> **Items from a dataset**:
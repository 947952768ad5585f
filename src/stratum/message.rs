use super::*;

#[derive(Debug, Serialize, Deserialize, PartialEq, Eq, Hash, PartialOrd, Ord, Display, Clone)]
#[serde(untagged)]
pub enum Id {
    Null,
    Number(u64),
    String(String),
}

#[derive(Debug, Serialize, PartialEq)]
#[serde(untagged)]
pub enum Message {
    Request {
        id: Id,
        method: String,
        params: Value,
    },
    Response {
        id: Id,
        result: Option<Value>,
        error: Option<JsonRpcError>,
        #[serde(skip_serializing_if = "Option::is_none", rename = "reject-reason")]
        reject_reason: Option<String>,
    },
    Notification {
        method: String,
        params: Value,
    },
}

/// Stratum does id: null, which is technically wrong according to the JSON-RPC spec, which
/// states that no id field should be present. This is a work around to allow both cases. If
/// a server sends a notification with an id field other than null it will be classified as
/// a request and should just be ignored by any client.
impl<'de> Deserialize<'de> for Message {
    fn deserialize<D>(deserializer: D) -> Result<Self, D::Error>
    where
        D: Deserializer<'de>,
    {
        let value = Value::deserialize(deserializer)?;

        let is_request = value.get("method").is_some() && value.get("id").is_some();

        let is_notification_optional_null_id = value.get("method").is_some()
            && (value.get("id") == Some(&Value::Null) || value.get("id").is_none());

        let is_response = value.get("result").is_some()
            || value.get("error").is_some()
            || value.get("reject-reason").is_some();

        if is_response {
            #[derive(Deserialize)]
            struct Resp {
                id: Id,
                result: Option<Value>,
                error: Option<JsonRpcError>,
                #[serde(rename = "reject-reason")]
                reject_reason: Option<String>,
            }

            let r: Resp = serde_json::from_value(value).map_err(de::Error::custom)?;

            Ok(Message::Response {
                id: r.id,
                result: r.result,
                error: r.error,
                reject_reason: r.reject_reason,
            })
        } else if is_notification_optional_null_id {
            let method = value
                .get("method")
                .and_then(Value::as_str)
                .ok_or_else(|| de::Error::missing_field("method"))?
                .to_string();

            let params = value
                .get("params")
                .cloned()
                .ok_or_else(|| de::Error::missing_field("params"))?;

            Ok(Message::Notification { method, params })
        } else if is_request {
            #[derive(Deserialize)]
            struct Req {
                id: Id,
                method: String,
                params: Value,
            }

            let r: Req = serde_json::from_value(value).map_err(de::Error::custom)?;

            Ok(Message::Request {
                id: r.id,
                method: r.method,
                params: r.params,
            })
        } else {
            Err(de::Error::custom("unknown message format"))
        }
    }
}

> **Your task**: Repeat each record above precisely as written.

> **Output for this exercise**:
repository 947952768ad5585f
filename src/stratum/message.rs
use super::*;

#[derive(Debug, Serialize, Deserialize, PartialEq, Eq, Hash, PartialOrd, Ord, Display, Clone)]
#[serde(untagged)]
pub enum Id {
    Null,
    Number(u64),
    String(String),
}

#[derive(Debug, Serialize, PartialEq)]
#[serde(untagged)]
pub enum Message {
    Request {
        id: Id,
        method: String,
        params: Value,
    },
    Response {
        id: Id,
        result: Option<Value>,
        error: Option<JsonRpcError>,
        #[serde(skip_serializing_if = "Option::is_none", rename = "reject-reason")]
        reject_reason: Option<String>,
    },
    Notification {
        method: String,
        params: Value,
    },
}

/// Stratum does id: null, which is technically wrong according to the JSON-RPC spec, which
/// states that no id field should be present. This is a work around to allow both cases. If
/// a server sends a notification with an id field other than null it will be classified as
/// a request and should just be ignored by any client.
impl<'de> Deserialize<'de> for Message {
    fn deserialize<D>(deserializer: D) -> Result<Self, D::Error>
    where
        D: Deserializer<'de>,
    {
        let value = Value::deserialize(deserializer)?;

        let is_request = value.get("method").is_some() && value.get("id").is_some();

        let is_notification_optional_null_id = value.get("method").is_some()
            && (value.get("id") == Some(&Value::Null) || value.get("id").is_none());

        let is_response = value.get("result").is_some()
            || value.get("error").is_some()
            || value.get("reject-reason").is_some();

        if is_response {
            #[derive(Deserialize)]
            struct Resp {
                id: Id,
                result: Option<Value>,
                error: Option<JsonRpcError>,
                #[serde(rename = "reject-reason")]
                reject_reason: Option<String>,
            }

            let r: Resp = serde_json::from_value(value).map_err(de::Error::custom)?;

            Ok(Message::Response {
                id: r.id,
                result: r.result,
                error: r.error,
                reject_reason: r.reject_reason,
            })
        } else if is_notification_optional_null_id {
            let method = value
                .get("method")
                .and_then(Value::as_str)
                .ok_or_else(|| de::Error::missing_field("method"))?
                .to_string();

            let params = value
                .get("params")
                .cloned()
                .ok_or_else(|| de::Error::missing_field("params"))?;

            Ok(Message::Notification { method, params })
        } else if is_request {
            #[derive(Deserialize)]
            struct Req {
                id: Id,
                method: String,
                params: Value,
            }

            let r: Req = serde_json::from_value(value).map_err(de::Error::custom)?;

            Ok(Message::Request {
                id: r.id,
                method: r.method,
                params: r.params,
            })
        } else {
            Err(de::Error::custom("unknown message format"))
        }
    }
}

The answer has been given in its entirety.